I have a collection with around 5M documents. This collection contains the history of a certain balances together with the current balance like this:

{
   _id: ObjectId('12345')
   UserId: 1
   BalanceChanged: "10"
   BalanceCurrent: "10"
   Date: 2022-11-18T01:00:00
   ...
},
{
   _id: ObjectId('12346')
   UserId: 1
   BalanceChanged: 5
   BalanceCurrent: "15"
   Date: 2022-11-18T02:00:00
   ...
}

When I want the current balance of all users, i am facing performance issues:

  • The data must be sorted first (desc) in order to get the most recent balance (takes around 2 seconds with a desc index on “Date”);
  • The data must be grouped by “UserId” and get the first document (another 2 seconds);
  • Replacing root in order to get the inner document of the group (another 2 seconds);

I was wondering if I could do this another way where I can get the current balance of all users in lets say a few milliseconds?
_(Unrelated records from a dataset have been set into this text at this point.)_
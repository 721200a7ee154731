//! Basic example of using the puzzle_tour library.
//!
//! Reads a square-grid layout (`#` inside the polygon, `.` passable outside,
//! anything else empty), runs the pipeline and prints the tour.

use clap::Parser;
use puzzle_tour::config::Config;
use puzzle_tour::square::SquareGrid;
use puzzle_tour::utils::{format_duration, print_solution_visualization, save_solution};
use puzzle_tour::PuzzleTourSolver;
use std::fs;
use std::path::PathBuf;
use std::time::{Duration, Instant};

const DEFAULT_LAYOUT: &str = "\
#####.
#####.
##..##
######
";

#[derive(Parser)]
#[command(name = "basic")]
#[command(about = "Compute a coverage tour over a square grid layout")]
struct Cli {
    /// Layout file; a built-in layout is used when omitted
    layout: Option<PathBuf>,

    /// Side length of a tile
    #[arg(long, default_value = "1.0")]
    side: f64,

    /// Time limit in seconds
    #[arg(short, long, default_value = "60")]
    time_limit: u64,

    /// JSON configuration file (overrides the time limit)
    #[arg(short, long)]
    config: Option<PathBuf>,

    /// Text report output
    #[arg(short, long)]
    output: Option<PathBuf>,

    /// Print the solution as JSON
    #[arg(long)]
    json: bool,
}

fn main() -> Result<(), Box<dyn std::error::Error>> {
    env_logger::init();
    let cli = Cli::parse();

    let layout = match &cli.layout {
        Some(path) => {
            println!("Loading layout from: {}", path.display());
            fs::read_to_string(path)?
        }
        None => DEFAULT_LAYOUT.to_string(),
    };
    let square = SquareGrid::parse(&layout, cli.side);
    println!(
        "Loaded grid with {} tiles and {} pieces",
        square.grid.len(),
        square.catalogue.len()
    );

    let config = match &cli.config {
        Some(path) => serde_json::from_str(&fs::read_to_string(path)?)?,
        None => Config::new().with_time_limit(Duration::from_secs(cli.time_limit)),
    };

    let mut solver = PuzzleTourSolver::from_grid(&square.grid, &square.catalogue, config)?;
    println!("Starting search");
    let start_time = Instant::now();
    let (lb, ub, solution) = solver.run()?;
    let runtime = start_time.elapsed();

    println!("Search completed in {}", format_duration(runtime));
    println!("Tour cost: {:.4}", ub);
    println!("Lower bound: {:.4}", lb);
    println!("Visits: {}", solution.len());
    for stage in &solver.stages {
        println!("  {}: {:.4}", stage.stage, stage.cost);
    }

    if let Some(path) = &cli.output {
        println!("Saving solution to: {}", path.display());
        save_solution(&solution, &solver.graph, path)?;
    }
    if cli.json {
        println!("{}", serde_json::to_string_pretty(&solution)?);
    }

    print_solution_visualization(&solution, &solver.graph);

    Ok(())
}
I am aware that I can create a inner collection like this:

{
   _id: ObjectId('12345')
   UserId: 1
   BalanceCurrent: "15"
   History: [
      {
         BalanceChanged: "10"
        Date: 2022-11-18T01:00:00
      },
      {
         BalanceChanged: 5
         Date: 2022-11-18T02:00:00
         ...
      },
   ]
}

But I’m worried about running into limits (max document size for instance). Some users already have 50K documents in less then 3 months.
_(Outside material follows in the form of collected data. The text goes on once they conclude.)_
//! Tests for coverage-graph construction and validation.

use puzzle_tour::error::GraphError;
use puzzle_tour::geometry::{Path, Point};
use puzzle_tour::graph::{CoverageGraph, PieceKey, TileId};
use puzzle_tour::grid::PieceSpec;
use puzzle_tour::square::{square_catalogue, SquareGrid};
use std::collections::BTreeSet;

const R: f64 = 0.5;
const TURN: f64 = 2.651308592 * R;
const U_TURN: f64 = 3.222365414 * R;

/// Creates a full 3x3 square grid with unit tiles.
fn create_test_grid() -> SquareGrid {
    SquareGrid::parse("###\n###\n###", 1.0)
}

fn create_test_graph() -> CoverageGraph {
    let square = create_test_grid();
    CoverageGraph::build(&square.grid, &square.catalogue).expect("valid grid")
}

#[test]
fn test_connected_grid_checks() {
    let graph = create_test_graph();

    assert!(graph.check());
    assert_eq!(graph.tile_count(), 9);
    assert_eq!(graph.mandatory_count(), 9);
    assert_eq!(graph.edges().count(), 12);
}

#[test]
fn test_isolated_tile_fails_check() {
    let mut square = create_test_grid();
    square.grid.isolate(4);
    let catalogue = square_catalogue(&square.grid, 1.0);

    let graph = CoverageGraph::assemble(&square.grid, &catalogue).expect("structurally valid");
    assert!(!graph.check());
    match graph.validate() {
        Err(GraphError::InconsistentGrid { tile, .. }) => assert_eq!(tile, Some(TileId(4))),
        other => panic!("unexpected result: {:?}", other),
    }
}

#[test]
fn test_disjoint_blocks_are_disconnected() {
    let square = SquareGrid::parse("## ##", 1.0);

    let result = CoverageGraph::build(&square.grid, &square.catalogue);
    assert_eq!(
        result.err(),
        Some(GraphError::Disconnected { components: 2 })
    );
}

#[test]
fn test_asymmetric_adjacency_is_rejected() {
    let mut square = SquareGrid::parse("##\n##", 1.0);
    // Tile 3 claims tile 0 as neighbor, but not the other way round.
    let point = square.grid.tiles[0].center.midpoint(&square.grid.tiles[3].center);
    square.grid.tiles[3].transitions.push((0, point));

    let result = CoverageGraph::build(&square.grid, &square.catalogue);
    assert!(matches!(result, Err(GraphError::InconsistentGrid { .. })));
}

#[test]
fn test_missing_piece_is_rejected() {
    let mut square = create_test_grid();
    let index = square
        .catalogue
        .pieces
        .iter()
        .position(|p| p.tile == 4 && p.full && p.entry != p.exit)
        .expect("center has turning pieces");
    square.catalogue.pieces.remove(index);

    let result = CoverageGraph::build(&square.grid, &square.catalogue);
    match result {
        Err(GraphError::InconsistentGrid { tile, reason }) => {
            assert_eq!(tile, Some(TileId(4)));
            assert!(reason.contains("missing piece"));
        }
        other => panic!("unexpected result: {:?}", other.map(|g| g.tile_count())),
    }
}

#[test]
fn test_full_piece_on_phantom_tile_is_rejected() {
    let mut square = SquareGrid::parse("#.", 1.0);
    let transition = square.grid.tiles[1].transitions[0].1;
    square.catalogue.add(PieceSpec {
        tile: 1,
        entry: 0,
        exit: 0,
        full: true,
        path: Path::new(vec![transition, transition]),
        cost: 1.0,
    });

    let result = CoverageGraph::build(&square.grid, &square.catalogue);
    assert!(matches!(result, Err(GraphError::InconsistentGrid { .. })));
}

#[test]
fn test_piece_endpoints_must_match_transitions() {
    let mut square = SquareGrid::parse("##", 1.0);
    for piece in square.catalogue.pieces.iter_mut().filter(|p| p.tile == 0) {
        piece.path = Path::new(vec![Point::new(-3.0, -3.0), Point::new(-3.0, -3.0)]);
    }

    let result = CoverageGraph::build(&square.grid, &square.catalogue);
    assert!(matches!(result, Err(GraphError::InconsistentGrid { .. })));
}

#[test]
fn test_no_mandatory_tile_is_rejected() {
    let square = SquareGrid::parse("..", 1.0);

    let result = CoverageGraph::build(&square.grid, &square.catalogue);
    assert!(matches!(
        result,
        Err(GraphError::InconsistentGrid { tile: None, .. })
    ));
}

#[test]
fn test_pieces_at_tile() {
    let graph = create_test_graph();

    // Corner: two neighbors give three pairs, each passing and full.
    assert_eq!(graph.pieces_at(TileId(0)).count(), 6);
    // Center: four neighbors give ten pairs.
    assert_eq!(graph.pieces_at(TileId(4)).count(), 20);

    for key in graph.pieces_at(TileId(4)) {
        assert!(key.a <= key.b);
        assert!(graph.piece(&key).is_some(), "missing {}", key);
    }
}

#[test]
fn test_phantom_tiles_only_have_passing_pieces() {
    let square = SquareGrid::parse("#.\n##", 1.0);
    let graph = CoverageGraph::build(&square.grid, &square.catalogue).expect("valid grid");

    let phantom = graph
        .tiles()
        .iter()
        .find(|t| !t.mandatory)
        .expect("one phantom tile");
    assert!(graph.pieces_at(phantom.id).all(|k| !k.full));
    assert_eq!(graph.mandatory_count(), 3);
}

#[test]
fn test_piece_costs() {
    let graph = create_test_graph();
    let (left, center, right, up) = (TileId(3), TileId(4), TileId(5), TileId(1));

    let straight = PieceKey::new(left, center, right, true);
    assert!((graph.cost(&straight) - 1.0).abs() < 1e-9);

    let turn = PieceKey::new(left, center, up, true);
    assert!((graph.cost(&turn) - TURN).abs() < 1e-9);
    assert_eq!(graph.turns(&turn), 1);
    assert_eq!(graph.turns(&PieceKey::new(left, center, left, true)), 2);

    let u_turn = PieceKey::new(left, center, left, true);
    assert!((graph.cost(&u_turn) - U_TURN).abs() < 1e-9);

    let passing_turn = PieceKey::new(left, center, up, false);
    assert!((graph.cost(&passing_turn) - 0.5f64.sqrt()).abs() < 1e-9);

    let passing_u_turn = PieceKey::new(left, center, left, false);
    assert_eq!(graph.cost(&passing_u_turn), 0.0);

    // Not adjacent: no such piece.
    let bogus = PieceKey::new(TileId(0), center, right, true);
    assert!(graph.cost(&bogus).is_infinite());
}

#[test]
fn test_full_pieces_run_between_transition_points() {
    let graph = create_test_graph();

    for tile in graph.tiles() {
        for key in graph.pieces_at(tile.id) {
            let piece = graph.piece(&key).expect("complete catalogue");
            let start = graph.transition(key.tile, key.a).expect("adjacent");
            let end = graph.transition(key.tile, key.b).expect("adjacent");
            assert!(piece.path.first().unwrap().approx_eq(&start.position));
            assert!(piece.path.last().unwrap().approx_eq(&end.position));
        }
    }
}

#[test]
fn test_transition_point_is_shared() {
    let graph = create_test_graph();

    let ab = graph.transition(TileId(0), TileId(1)).expect("adjacent");
    let ba = graph.transition(TileId(1), TileId(0)).expect("adjacent");
    assert_eq!(ab, ba);
    assert!(ab.position.approx_eq(&Point::new(1.0, 2.5)));
    assert!(graph.transition(TileId(0), TileId(4)).is_none());
}

#[test]
fn test_leaving_keys() {
    let graph = create_test_graph();
    let set: BTreeSet<TileId> = [TileId(0), TileId(1)].into_iter().collect();

    let leaving = graph.leaving(&set);
    assert!(!leaving.is_empty());
    for key in &leaving {
        assert!(set.contains(&key.tile));
        assert!(!set.contains(&key.a) || !set.contains(&key.b));
    }
    // Tile 0 only borders tiles 1 and 3, so its pieces leave iff they touch 3.
    let from_corner = leaving.iter().filter(|k| k.tile == TileId(0)).count();
    assert_eq!(from_corner, 4);
}

#[test]
fn test_neighbors_are_sorted_and_symmetric() {
    let graph = create_test_graph();

    for tile in graph.tiles() {
        let neighbors = graph.neighbors(tile.id);
        assert!(neighbors.windows(2).all(|w| w[0] < w[1]));
        for &n in neighbors {
            assert!(graph.are_neighbors(n, tile.id));
        }
    }
    assert_eq!(graph.neighbors(TileId(4)).len(), 4);
}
Or is there another way to query this kind of data in a few milliseconds?

Thanks!

The above looks huge but it may be normal. What is the total size of your databases? What are the specs of your installation? How did you obtain the 2secs? Can you provide the explain plan? What other indexes do you have? How many unique UserId?

About being

You could use the bucket pattern to store monthly balance history. So you would go midway from having one history document per balance change to one document per month.

Something like:

{
   _id: ObjectId('12345')
   UserId: 1 ,
   BalanceCurrent: "15" ,
   Month : 2022-11-01T00:00:00
   History: [
      {
         BalanceChanged: "10"
        Date: 2022-11-18T01:00:00
      },
      {
         BalanceChanged: 5
         Date: 2022-11-18T02:00:00
      },
   ]
}

You could also have 2 collections; CurrentBalance and BalanceHistory. It is not because we can keep things together that we have to. The motto is to keep together things that are access together, but I see getting my current balance as a different use-case from getting the history.